2 eggs, beaten
1 cup milk (I use almond)
1 teaspoon vanilla
1/2 cup apple sauce or 2 mashed bananas
1/2 cup brown sugar or 1/2 cup honey
1/2 teaspoon salt
1 1/2 teaspoons baking powder
1/2 teaspoon cinnamon
2 1/2 cups rolled or steel cut oats (NO instant oats! preferrably no quick-cooking oats)
I personally like rolled oats for this recipe.
This is a one bowl recipe. Add to large mixing bowl in order of ingredients listed, and mix well. Pour into a greased 8X8 pan and bake at 335 degrees for 40 to 45 minutes, until edges are golden brown. Baked oatmeal is suposed to be super soft and moist, almost having a spongy texture.

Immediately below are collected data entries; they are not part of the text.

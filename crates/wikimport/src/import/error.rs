use thiserror::Error;

use crate::error::{StorageError, WikiError};
use crate::task::TaskError;

#[derive(Error, Debug)]
pub enum ImportError {
    #[error("Storage failed: {0}")]
    Storage(#[from] StorageError),

    #[error("Wiki backend failed: {0}")]
    Wiki(#[from] WikiError),

    #[error("Failed to fetch content for '{path}': {source}")]
    Fetch {
        path: String,
        #[source]
        source: StorageError,
    },

    #[error("No free numbered name for '{0}'")]
    NoFreeName(String),

    #[error("Task bookkeeping failed: {0}")]
    Task(#[from] TaskError),
}
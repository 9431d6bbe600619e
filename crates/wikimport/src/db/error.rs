use std::path::PathBuf;
use thiserror::Error;

#[derive(Error, Debug)]
pub enum DatabaseError {
    #[error("SQLite error: {0}")]
    Sqlite(#[from] rusqlite::Error),

    #[error("Cannot create database folder '{path}': {source}")]
    Io {
        path: PathBuf,
        #[source]
        source: std::io::Error,
    },

    #[error("Schema upgrade to v{version} failed: {reason}")]
    Migration { version: u32, reason: String },

    #[error("Database schema v{found} is newer than this build supports (v{latest})")]
    UnsupportedVersion { found: u32, latest: u32 },

    #[error("Task database lock poisoned")]
    LockPoisoned,
}

impl DatabaseError {
    /// SQLite rejected the write because of a UNIQUE, CHECK or similar constraint.
    pub fn is_constraint_violation(&self) -> bool {
        match self {
            DatabaseError::Sqlite(rusqlite::Error::SqliteFailure(err, _)) => {
                err.code == rusqlite::ErrorCode::ConstraintViolation
            }
            _ => false,
        }
    }
}
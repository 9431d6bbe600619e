//! Schema versioning through SQLite's `user_version` pragma.
//!
//! Each step is applied in its own transaction together with the version
//! bump, so a failed step leaves the database at the previous version.

use rusqlite::Connection;

use super::error::DatabaseError;

/// Schema steps; `STEPS[n]` upgrades version `n` to `n + 1`.
const STEPS: &[(&str, &str)] = &[
    (
        "create wiki_import_tasks",
        include_str!("sql/001_create_wiki_import_tasks.sql"),
    ),
    (
        "index tasks by status",
        include_str!("sql/002_index_tasks_status.sql"),
    ),
];

/// Schema version this build writes.
pub fn latest_version() -> u32 {
    STEPS.len() as u32
}

/// Current schema version of `conn`.
pub fn schema_version(conn: &Connection) -> Result<u32, DatabaseError> {
    Ok(conn.query_row("PRAGMA user_version", [], |r| r.get(0))?)
}

/// Applies every step above the stored version.
///
/// Refuses databases written by a newer build.
pub fn migrate(conn: &mut Connection) -> Result<(), DatabaseError> {
    let found = schema_version(conn)?;
    let latest = latest_version();
    if found > latest {
        return Err(DatabaseError::UnsupportedVersion { found, latest });
    }

    for (version, (description, sql)) in (1..).zip(STEPS).skip(found as usize) {
        log::info!("Applying schema v{}: {}", version, description);

        let tx = conn.transaction()?;
        tx.execute_batch(sql)
            .and_then(|()| tx.pragma_update(None, "user_version", version))
            .map_err(|e| DatabaseError::Migration {
                version,
                reason: e.to_string(),
            })?;
        tx.commit()?;
    }

    Ok(())
}
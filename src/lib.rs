//! Banana Toss - A single-screen slingshot arcade game
//!
//! Core modules:
//! - `sim`: Deterministic simulation (physics, level generation, collisions, scoring)
//! - `config`: Immutable game configuration
//! - `error`: Configuration errors
//! - `highscores`: In-memory leaderboard of finished runs

pub mod config;
pub mod error;
pub mod highscores;
pub mod sim;

pub use config::{Config, LevelParams};
pub use error::ConfigError;
pub use highscores::HighScores;

use glam::Vec2;

/// Game configuration defaults
pub mod consts {
    /// Screen dimensions (pixels)
    pub const SCREEN_WIDTH: f32 = 1920.0;
    pub const SCREEN_HEIGHT: f32 = 1020.0;
    /// Size of one grid cell (pixels)
    pub const GRID_CELL_SIZE: f32 = 50.0;

    /// Frame rate the simulation is ticked at
    pub const TICK_RATE: f32 = 60.0;
    /// Wall-time elapsed per tick at the target rate
    pub const SIM_DT: f32 = 1.0 / TICK_RATE;

    /// Velocity multiplier applied after every tick
    pub const DAMPING: f32 = 0.99;
    /// Drag length to launch speed
    pub const LAUNCH_SCALE: f32 = 0.01;
    /// Speed (pixels/tick) under which a projectile counts as resting
    pub const REST_SPEED: f32 = 0.05;

    /// A level's first projectile is golden with probability 1 in this
    pub const GOLDEN_CHANCE: u32 = 20;
    /// Score multiplier for a golden hit
    pub const GOLDEN_MULTIPLIER: f32 = 2.0;
    /// Points awarded once the level timer has run out
    pub const EXPIRED_TIME_POINTS: f32 = 1.0;

    /// Per-level time budget
    pub const LEVEL_TIME_BUDGET: f32 = 100.0;
    /// Hit radius as a fraction of the cell size
    pub const COLLISION_RADIUS_FRACTION: f32 = 0.5;

    /// First level: small grid
    pub const FIRST_GRID_SIZE: u32 = 8;
    /// Every later level
    pub const LATER_GRID_SIZE: u32 = 15;
    pub const OBSTACLES_PER_LEVEL: u32 = 5;

    /// Rejection-sampling cap when placing the projectile
    pub const MAX_SPAWN_ATTEMPTS: u32 = 10_000;
}

/// Pixel-space center of a grid cell
#[inline]
pub fn cell_center(col: u32, row: u32, cell_size: f32) -> Vec2 {
    Vec2::new(
        col as f32 * cell_size + cell_size / 2.0,
        row as f32 * cell_size + cell_size / 2.0,
    )
}

/// Whether a pixel-space point falls inside a cell's square footprint
#[inline]
pub fn cell_contains(col: u32, row: u32, cell_size: f32, point: Vec2) -> bool {
    let min = Vec2::new(col as f32 * cell_size, row as f32 * cell_size);
    let max = min + Vec2::splat(cell_size);
    point.x >= min.x && point.x < max.x && point.y >= min.y && point.y < max.y
}
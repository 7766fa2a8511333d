//! High score leaderboard
//!
//! Kept in memory for the life of the process; tracks the top 10 runs.

use serde::{Deserialize, Serialize};

/// Maximum number of high scores to keep
pub const MAX_HIGH_SCORES: usize = 10;

/// A single finished run
#[derive(Debug, Clone, PartialEq, Serialize, Deserialize)]
pub struct HighScoreEntry {
    pub score: f32,
    /// Level reached
    pub level: u32,
    /// Simulation ticks the run lasted
    pub ticks: u64,
}

/// High score leaderboard, sorted by descending score
#[derive(Debug, Clone, Serialize, Deserialize, Default)]
pub struct HighScores {
    pub entries: Vec<HighScoreEntry>,
}

impl HighScores {
    pub fn new() -> Self {
        Self {
            entries: Vec::new(),
        }
    }

    /// Whether a finished run's score earns a place
    ///
    /// Runs that scored nothing (or NaN) never do. On a full board the score
    /// must strictly beat the lowest entry; ties keep the older run.
    pub fn qualifies(&self, score: f32) -> bool {
        if !(score > 0.0) {
            return false;
        }
        if self.entries.len() < MAX_HIGH_SCORES {
            return true;
        }
        self.entries.last().map(|e| score > e.score).unwrap_or(true)
    }

    /// Board position (1 = best) a run with this score would take
    ///
    /// Equal scores rank below the runs already recorded.
    pub fn potential_rank(&self, score: f32) -> Option<usize> {
        if !self.qualifies(score) {
            return None;
        }
        let rank = self.entries.iter().position(|e| score > e.score);
        Some(rank.unwrap_or(self.entries.len()) + 1)
    }

    /// Record a finished run with the level it reached and its length in ticks
    ///
    /// Returns the position it took, or `None` if it fell off the board.
    pub fn add_score(&mut self, score: f32, level: u32, ticks: u64) -> Option<usize> {
        let rank = self.potential_rank(score)?;
        self.entries
            .insert(rank - 1, HighScoreEntry { score, level, ticks });
        self.entries.truncate(MAX_HIGH_SCORES);
        Some(rank)
    }

    pub fn is_empty(&self) -> bool {
        self.entries.is_empty()
    }

    pub fn top_score(&self) -> Option<f32> {
        self.entries.first().map(|e| e.score)
    }
}
//! Game configuration
//!
//! One immutable value handed to the session at construction. Loadable from
//! JSON; missing fields fall back to the defaults in [`crate::consts`].

use glam::Vec2;
use serde::{Deserialize, Serialize};

use crate::consts::*;
use crate::error::{ConfigError, Result};

/// Grid parameters for one level
#[derive(Debug, Clone, Copy, PartialEq, Eq, Serialize, Deserialize)]
pub struct LevelParams {
    /// Cells per side (grid is square)
    pub grid_size: u32,
    /// Obstacles placed besides the target
    pub obstacle_count: u32,
}

impl LevelParams {
    pub fn new(grid_size: u32, obstacle_count: u32) -> Self {
        Self {
            grid_size,
            obstacle_count,
        }
    }

    /// Total number of grid cells
    pub fn cell_count(&self) -> u32 {
        self.grid_size.saturating_mul(self.grid_size)
    }

    /// Reject grids that cannot hold the target plus every obstacle
    pub fn validate(&self) -> Result<()> {
        if self.grid_size == 0 {
            return Err(ConfigError::EmptyGrid);
        }
        if self.obstacle_count >= self.cell_count() {
            return Err(ConfigError::TooManyObstacles {
                count: self.obstacle_count,
                cells: self.cell_count(),
            });
        }
        Ok(())
    }
}

/// Simulation configuration
#[derive(Debug, Clone, PartialEq, Serialize, Deserialize)]
#[serde(default)]
pub struct Config {
    // === Screen ===
    pub screen_width: f32,
    pub screen_height: f32,
    /// Pixel size of one grid cell
    pub cell_size: f32,

    // === Progression ===
    /// Level N uses entry N-1; later levels reuse the last entry
    pub levels: Vec<LevelParams>,
    /// Countdown per level, only weights the score
    pub level_time_budget: f32,
    /// A level's first projectile is golden with probability 1 in this
    pub golden_chance: u32,

    // === Physics ===
    pub damping: f32,
    pub launch_scale: f32,
    /// Hit radius as a fraction of the cell size
    pub collision_radius_fraction: f32,
    /// Below this speed (pixels/tick) a flying projectile comes to rest
    pub rest_speed: f32,
    /// Frames per second the external driver ticks at
    pub tick_rate: f32,
}

impl Default for Config {
    fn default() -> Self {
        Self {
            screen_width: SCREEN_WIDTH,
            screen_height: SCREEN_HEIGHT,
            cell_size: GRID_CELL_SIZE,

            levels: vec![
                LevelParams::new(FIRST_GRID_SIZE, OBSTACLES_PER_LEVEL),
                LevelParams::new(LATER_GRID_SIZE, OBSTACLES_PER_LEVEL),
            ],
            level_time_budget: LEVEL_TIME_BUDGET,
            golden_chance: GOLDEN_CHANCE,

            damping: DAMPING,
            launch_scale: LAUNCH_SCALE,
            collision_radius_fraction: COLLISION_RADIUS_FRACTION,
            rest_speed: REST_SPEED,
            tick_rate: TICK_RATE,
        }
    }
}

impl Config {
    /// Parse a JSON config and validate it
    pub fn from_json(json: &str) -> Result<Self> {
        let config: Self = serde_json::from_str(json)?;
        config.validate()?;
        Ok(config)
    }

    /// Check every field once, up front
    pub fn validate(&self) -> Result<()> {
        let result = self.check();
        if let Err(err) = &result {
            log::warn!("Rejected config: {}", err);
        }
        result
    }

    fn check(&self) -> Result<()> {
        if !(self.screen_width > 0.0 && self.screen_height > 0.0) {
            return Err(ConfigError::InvalidScreen {
                width: self.screen_width,
                height: self.screen_height,
            });
        }
        if !(self.cell_size > 0.0) {
            return Err(ConfigError::InvalidCellSize(self.cell_size));
        }
        if !(self.damping > 0.0 && self.damping < 1.0) {
            return Err(ConfigError::InvalidDamping(self.damping));
        }
        if !(self.launch_scale > 0.0) {
            return Err(ConfigError::InvalidLaunchScale(self.launch_scale));
        }
        if self.golden_chance == 0 {
            return Err(ConfigError::ZeroGoldenChance);
        }
        if !(self.level_time_budget > 0.0) {
            return Err(ConfigError::InvalidTimeBudget(self.level_time_budget));
        }
        if !(self.tick_rate > 0.0) {
            return Err(ConfigError::InvalidTickRate(self.tick_rate));
        }
        if !(self.collision_radius_fraction > 0.0 && self.collision_radius_fraction <= 1.0) {
            return Err(ConfigError::InvalidCollisionFraction(
                self.collision_radius_fraction,
            ));
        }
        if !(self.rest_speed >= 0.0) {
            return Err(ConfigError::InvalidRestSpeed(self.rest_speed));
        }
        if self.levels.is_empty() {
            return Err(ConfigError::NoLevels);
        }
        for params in &self.levels {
            params.validate()?;
            let extent = params.grid_size as f32 * self.cell_size;
            if extent > self.screen_width || extent > self.screen_height {
                return Err(ConfigError::GridOffScreen {
                    grid_size: params.grid_size,
                    cell_size: self.cell_size,
                });
            }
        }
        Ok(())
    }

    /// Grid parameters for a 1-based level number
    pub fn level_params(&self, level: u32) -> LevelParams {
        let idx = (level.max(1) - 1) as usize;
        self.levels
            .get(idx)
            .or_else(|| self.levels.last())
            .copied()
            .unwrap_or(LevelParams::new(FIRST_GRID_SIZE, OBSTACLES_PER_LEVEL))
    }

    /// Screen size as a vector
    #[inline]
    pub fn bounds(&self) -> Vec2 {
        Vec2::new(self.screen_width, self.screen_height)
    }

    /// Distance from a cell center that counts as a hit
    #[inline]
    pub fn collision_radius(&self) -> f32 {
        self.cell_size * self.collision_radius_fraction
    }

    /// Nominal wall time per tick
    #[inline]
    pub fn dt(&self) -> f32 {
        1.0 / self.tick_rate
    }
}
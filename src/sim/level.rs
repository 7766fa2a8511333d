//! Level layout and procedural generation
//!
//! A level is a square grid holding one target cell and a set of obstacle
//! cells. Placement is rejection-sampled: the target never shares a cell with
//! an obstacle and no two obstacles share a cell.

use glam::Vec2;
use rand::Rng;
use serde::{Deserialize, Serialize};

use crate::config::LevelParams;
use crate::error::{ConfigError, Result};
use crate::{cell_center, cell_contains};

/// A cell on the level grid, 0-indexed
#[derive(Debug, Clone, Copy, PartialEq, Eq, Hash, Serialize, Deserialize)]
pub struct GridCoord {
    pub col: u32,
    pub row: u32,
}

impl GridCoord {
    pub const fn new(col: u32, row: u32) -> Self {
        Self { col, row }
    }

    /// Uniformly random cell in `[0, grid_size)²`
    pub fn random<R: Rng>(grid_size: u32, rng: &mut R) -> Self {
        Self {
            col: rng.random_range(0..grid_size),
            row: rng.random_range(0..grid_size),
        }
    }

    /// Pixel-space center of this cell
    #[inline]
    pub fn center(&self, cell_size: f32) -> Vec2 {
        cell_center(self.col, self.row, cell_size)
    }

    /// Whether a pixel-space point lies on this cell's footprint
    #[inline]
    pub fn footprint_contains(&self, cell_size: f32, point: Vec2) -> bool {
        cell_contains(self.col, self.row, cell_size, point)
    }
}

/// Obstacle behaviour tag
#[derive(Debug, Clone, Copy, PartialEq, Eq, Default, Serialize, Deserialize)]
pub enum ObstacleKind {
    #[default]
    Static,
    Moving,
    Bouncing,
}

impl ObstacleKind {
    pub const ALL: [ObstacleKind; 3] = [Self::Static, Self::Moving, Self::Bouncing];

    pub fn random<R: Rng>(rng: &mut R) -> Self {
        Self::ALL[rng.random_range(0..Self::ALL.len())]
    }
}

/// An obstacle entity
///
/// Motion is recorded but the tick loop never advances it: `offset` and `vel`
/// stay zero unless a caller drives `update_position`/`bounce` itself.
#[derive(Debug, Clone, PartialEq, Serialize, Deserialize)]
pub struct Obstacle {
    pub cell: GridCoord,
    pub kind: ObstacleKind,
    /// Pixel displacement from the cell's resting position
    #[serde(default)]
    pub offset: Vec2,
    /// Pixels per tick
    #[serde(default)]
    pub vel: Vec2,
}

impl Obstacle {
    pub fn new(cell: GridCoord, kind: ObstacleKind) -> Self {
        Self {
            cell,
            kind,
            offset: Vec2::ZERO,
            vel: Vec2::ZERO,
        }
    }

    /// Pixel-space center including any displacement
    #[inline]
    pub fn center(&self, cell_size: f32) -> Vec2 {
        self.cell.center(cell_size) + self.offset
    }

    /// Advance by velocity (moving and bouncing kinds only)
    pub fn update_position(&mut self) {
        if matches!(self.kind, ObstacleKind::Moving | ObstacleKind::Bouncing) {
            self.offset += self.vel;
        }
    }

    /// Reverse direction (bouncing kind only)
    pub fn bounce(&mut self) {
        if self.kind == ObstacleKind::Bouncing {
            self.vel = -self.vel;
        }
    }
}

/// One level: grid, target and obstacles
#[derive(Debug, Clone, PartialEq, Serialize, Deserialize)]
pub struct Level {
    pub grid_size: u32,
    /// The box the projectile must land on
    pub target: GridCoord,
    /// Obstacles in placement order
    pub obstacles: Vec<Obstacle>,
}

impl Level {
    /// Generate a level: target first, then obstacles around it
    pub fn generate<R: Rng>(params: LevelParams, rng: &mut R) -> Result<Self> {
        params.validate()?;
        let target = generate_target(params.grid_size, &[], rng);
        let obstacles = generate_obstacles(params.grid_size, params.obstacle_count, target, rng)?;
        log::info!(
            "Generated {}x{} level: target ({}, {}), {} obstacles",
            params.grid_size,
            params.grid_size,
            target.col,
            target.row,
            obstacles.len()
        );
        Ok(Self {
            grid_size: params.grid_size,
            target,
            obstacles,
        })
    }

    /// Build a level from a fixed layout, checking the placement invariants
    pub fn from_layout(grid_size: u32, target: GridCoord, obstacles: Vec<Obstacle>) -> Result<Self> {
        LevelParams::new(grid_size, obstacles.len() as u32).validate()?;
        let level = Self {
            grid_size,
            target,
            obstacles,
        };
        if !level.is_well_formed() {
            return Err(ConfigError::OverlappingCells);
        }
        Ok(level)
    }

    /// Obstacle cells in placement order
    pub fn obstacle_cells(&self) -> impl Iterator<Item = GridCoord> + '_ {
        self.obstacles.iter().map(|o| o.cell)
    }

    /// Whether a cell holds the target or an obstacle
    pub fn is_occupied(&self, cell: GridCoord) -> bool {
        cell == self.target || self.obstacle_cells().any(|c| c == cell)
    }

    /// Whether a pixel-space point lies on any occupied cell's footprint
    pub fn footprint_contains(&self, cell_size: f32, point: Vec2) -> bool {
        self.target.footprint_contains(cell_size, point)
            || self
                .obstacle_cells()
                .any(|c| c.footprint_contains(cell_size, point))
    }

    /// In range, target not on an obstacle, no duplicate obstacles
    pub fn is_well_formed(&self) -> bool {
        let in_range = |c: GridCoord| c.col < self.grid_size && c.row < self.grid_size;
        if !in_range(self.target) {
            return false;
        }
        for (i, cell) in self.obstacle_cells().enumerate() {
            if !in_range(cell) || cell == self.target {
                return false;
            }
            if self.obstacle_cells().skip(i + 1).any(|other| other == cell) {
                return false;
            }
        }
        true
    }
}

/// Rejection-sample a cell not listed in `excluded`
///
/// Callers must leave at least one free cell or this never returns.
pub fn generate_target<R: Rng>(grid_size: u32, excluded: &[GridCoord], rng: &mut R) -> GridCoord {
    loop {
        let cell = GridCoord::random(grid_size, rng);
        if !excluded.contains(&cell) {
            return cell;
        }
    }
}

/// Rejection-sample `count` distinct obstacles, none on the target
pub fn generate_obstacles<R: Rng>(
    grid_size: u32,
    count: u32,
    target: GridCoord,
    rng: &mut R,
) -> Result<Vec<Obstacle>> {
    LevelParams::new(grid_size, count).validate()?;

    let mut excluded = Vec::with_capacity(count as usize + 1);
    excluded.push(target);
    let mut obstacles = Vec::with_capacity(count as usize);
    for _ in 0..count {
        let cell = generate_target(grid_size, &excluded, rng);
        excluded.push(cell);
        obstacles.push(Obstacle::new(cell, ObstacleKind::random(rng)));
    }
    Ok(obstacles)
}
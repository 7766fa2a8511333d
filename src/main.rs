//! Banana Toss entry point
//!
//! Headless driver: runs the autopilot against the simulation at the fixed
//! tick rate for a few seeds, ranks the runs on a high score board and prints
//! the last final frame as JSON.
//!
//! Usage: `banana-toss [config.json] [seed] [runs]`

use banana_toss::sim::{GameEvent, GameState, TickInput, plan_shot, tick};
use banana_toss::{Config, HighScores};

/// Ten simulated minutes at 60 Hz
const MAX_TICKS: u64 = 60 * 60 * 10;
const DEFAULT_SEED: u64 = 0xBA7A7A;
/// Sessions played per invocation, seeded consecutively
const DEFAULT_RUNS: u64 = 5;

fn load_config(path: Option<&str>) -> Result<Config, Box<dyn std::error::Error>> {
    match path {
        Some(path) => {
            let json = std::fs::read_to_string(path)?;
            let config = Config::from_json(&json)?;
            log::info!("Loaded config from {}", path);
            Ok(config)
        }
        None => Ok(Config::default()),
    }
}

/// Play one autopilot session until the run ends or the tick limit is hit
fn play_session(config: Config, seed: u64, max_ticks: u64) -> Result<GameState, Box<dyn std::error::Error>> {
    let dt = config.dt();
    let mut state = GameState::new(config, seed)?;

    while !state.is_over() && state.time_ticks < max_ticks {
        let input = match plan_shot(&state) {
            Some((press, release)) => TickInput::drag(press, release),
            None => TickInput::default(),
        };
        tick(&mut state, &input, dt);

        for event in state.drain_events() {
            match event {
                GameEvent::LevelCleared {
                    level,
                    points,
                    golden,
                } => {
                    println!(
                        "Level {} cleared: +{:.2}{}",
                        level,
                        points,
                        if golden { " (golden!)" } else { "" }
                    );
                }
                GameEvent::RunEnded { reason, level, .. } => {
                    println!("Run over on level {} ({:?})", level, reason);
                }
                other => log::debug!("{:?}", other),
            }
        }
    }

    if !state.is_over() {
        log::info!("Tick limit reached on level {}", state.level_number);
    }
    Ok(state)
}

/// Put a finished or abandoned session on the board
fn record(scores: &mut HighScores, state: &GameState) -> Option<usize> {
    let rank = scores.add_score(state.score, state.level_number, state.time_ticks);
    if let Some(rank) = rank {
        println!("High score #{}: {:.2} (seed {})", rank, state.score, state.seed);
    }
    rank
}

fn run() -> Result<(), Box<dyn std::error::Error>> {
    let args: Vec<String> = std::env::args().skip(1).collect();
    let config = load_config(args.first().map(String::as_str))?;
    let seed = match args.get(1) {
        Some(s) => s.parse()?,
        None => DEFAULT_SEED,
    };
    let runs: u64 = match args.get(2) {
        Some(s) => s.parse()?,
        None => DEFAULT_RUNS,
    };

    let mut scores = HighScores::new();
    let mut last = None;
    for i in 0..runs.max(1) {
        let state = play_session(config.clone(), seed.wrapping_add(i), MAX_TICKS)?;
        record(&mut scores, &state);
        last = Some(state);
    }

    for (i, entry) in scores.entries.iter().enumerate() {
        println!(
            "{:>2}. {:>8.2}  level {:>3}  {} ticks",
            i + 1,
            entry.score,
            entry.level,
            entry.ticks
        );
    }
    if let Some(state) = last {
        println!("{}", serde_json::to_string_pretty(&state.snapshot())?);
    }
    Ok(())
}

fn main() {
    env_logger::init();
    log::info!("Banana Toss (headless) starting...");

    if let Err(err) = run() {
        log::error!("{}", err);
        eprintln!("error: {}", err);
        std::process::exit(1);
    }
}
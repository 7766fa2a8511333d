//! Geometry/physics kernel
//!
//! Pure functions only: edge reflection, damped fixed-step integration and the
//! slingshot launch rule. Same inputs always give bit-identical outputs.

use glam::Vec2;

/// Flip each velocity axis whose *next* position would leave `[0, bounds]`
///
/// Evaluated against the projected position, so the bounce happens the tick
/// before the object would cross the edge.
#[inline]
pub fn reflect(pos: Vec2, vel: Vec2, bounds: Vec2) -> Vec2 {
    let next = pos + vel;
    let mut vel = vel;
    if next.x < 0.0 || next.x > bounds.x {
        vel.x = -vel.x;
    }
    if next.y < 0.0 || next.y > bounds.y {
        vel.y = -vel.y;
    }
    vel
}

/// One unit Euler step followed by velocity decay
#[inline]
pub fn integrate(pos: Vec2, vel: Vec2, damping: f32) -> (Vec2, Vec2) {
    (pos + vel, vel * damping)
}

/// Slingshot: release opposite to the drag, scaled
#[inline]
pub fn launch_impulse(drag: Vec2, scale: f32) -> Vec2 {
    -drag * scale
}

/// Reflect then integrate, the per-tick projectile motion
#[inline]
pub fn step(pos: Vec2, vel: Vec2, bounds: Vec2, damping: f32) -> (Vec2, Vec2) {
    let vel = reflect(pos, vel, bounds);
    integrate(pos, vel, damping)
}

/// Total distance a launch at `speed` covers before damping stops it
#[inline]
pub fn travel_distance(speed: f32, damping: f32) -> f32 {
    speed / (1.0 - damping)
}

This recipe is seriously delicious and very easy to make. It's wheat & gluten-free, low sugar, low fat - an all around healthful recipe. Not to metion all the benefits of consuming rolled oats. Alright, you twisted my arm; I will mention them. Oatmeal aids in lowering cholesterol, improving heart performance and is full of B vitamins, which help regulate metabolism. Oatmeal digests slowly, supplying you with a steady stream of energy. It is an excellent breakfast choice for a diabetic.
You could easily leave the sugar out of this recipe, and top it with fresh fruit and a drizzle of honey on top. We like to eat it with a dallop of vanilla yogurt and fresh strawberries. Highly recommeded. If I knew how to put a "like" button on my blog, I'd place it right here and I'd hit my own like button.
Excellent for breakfast, lunch, dinner, snack, well....anytime actually. Yeah, it's that good.